> _WORK ORDER_
Go through each line of the records below and count those with the word "ScriptedTransport"; give only the total.

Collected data
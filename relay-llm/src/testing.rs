//! Scripted transport double shared by the provider and facade tests.

use crate::error::{LlmError, Result};
use crate::transport::{HttpRequest, HttpResponse, ResponseBody, Transport};
use async_trait::async_trait;
use bytes::Bytes;
use std::collections::{HashMap, VecDeque};
use std::sync::Mutex;
use tokio_util::sync::CancellationToken;

pub enum Scripted {
    /// Fail before any response is received.
    Fail(LlmError),
    Respond {
        status: u16,
        headers: HashMap<String, String>,
        chunks: Vec<Result<Bytes>>,
    },
}

impl Scripted {
    pub fn json(status: u16, body: serde_json::Value) -> Self {
        Self::Respond {
            status,
            headers: HashMap::new(),
            chunks: vec![Ok(Bytes::from(body.to_string()))],
        }
    }

    /// One SSE frame per value, each `data:` line carrying the JSON.
    pub fn sse(events: Vec<serde_json::Value>) -> Self {
        Self::Respond {
            status: 200,
            headers: HashMap::new(),
            chunks: events
                .into_iter()
                .map(|e| Ok(Bytes::from(format!("data: {e}\n\n"))))
                .collect(),
        }
    }

    /// Like [`Scripted::sse`] but the byte stream fails after the given frames.
    pub fn sse_then_fail(events: Vec<serde_json::Value>, error: LlmError) -> Self {
        let mut scripted = Self::sse(events);
        if let Self::Respond { chunks, .. } = &mut scripted {
            chunks.push(Err(error));
        }
        scripted
    }

    pub fn with_header(mut self, name: &str, value: &str) -> Self {
        if let Self::Respond { headers, .. } = &mut self {
            headers.insert(name.to_ascii_lowercase(), value.to_string());
        }
        self
    }
}

#[derive(Default)]
pub struct ScriptedTransport {
    script: Mutex<VecDeque<Scripted>>,
    requests: Mutex<Vec<HttpRequest>>,
}

impl ScriptedTransport {
    pub fn new(script: Vec<Scripted>) -> Self {
        Self {
            script: Mutex::new(script.into()),
            requests: Mutex::new(Vec::new()),
        }
    }

    pub fn requests(&self) -> Vec<HttpRequest> {
        self.requests.lock().expect("lock").clone()
    }

    pub fn calls(&self) -> usize {
        self.requests.lock().expect("lock").len()
    }
}

#[async_trait]
impl Transport for ScriptedTransport {
    async fn send(&self, request: HttpRequest, cancel: &CancellationToken) -> Result<HttpResponse> {
        if cancel.is_cancelled() {
            return Err(LlmError::Cancelled);
        }
        let stream = request.stream;
        self.requests.lock().expect("lock").push(request);
        let next = self
            .script
            .lock()
            .expect("lock")
            .pop_front()
            .unwrap_or_else(|| Scripted::Fail(LlmError::Network("script exhausted".to_string())));

        match next {
            Scripted::Fail(e) => Err(e),
            Scripted::Respond {
                status,
                headers,
                chunks,
            } => {
                let success = (200..300).contains(&status);
                let body = if stream && success {
                    ResponseBody::Stream(Box::pin(futures_util::stream::iter(chunks)))
                } else {
                    let mut buf = Vec::new();
                    for chunk in chunks {
                        buf.extend_from_slice(&chunk?);
                    }
                    ResponseBody::Full(Bytes::from(buf))
                };
                Ok(HttpResponse {
                    status,
                    headers,
                    body,
                })
            }
        }
    }
}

> _YOUR RESPONSE_
3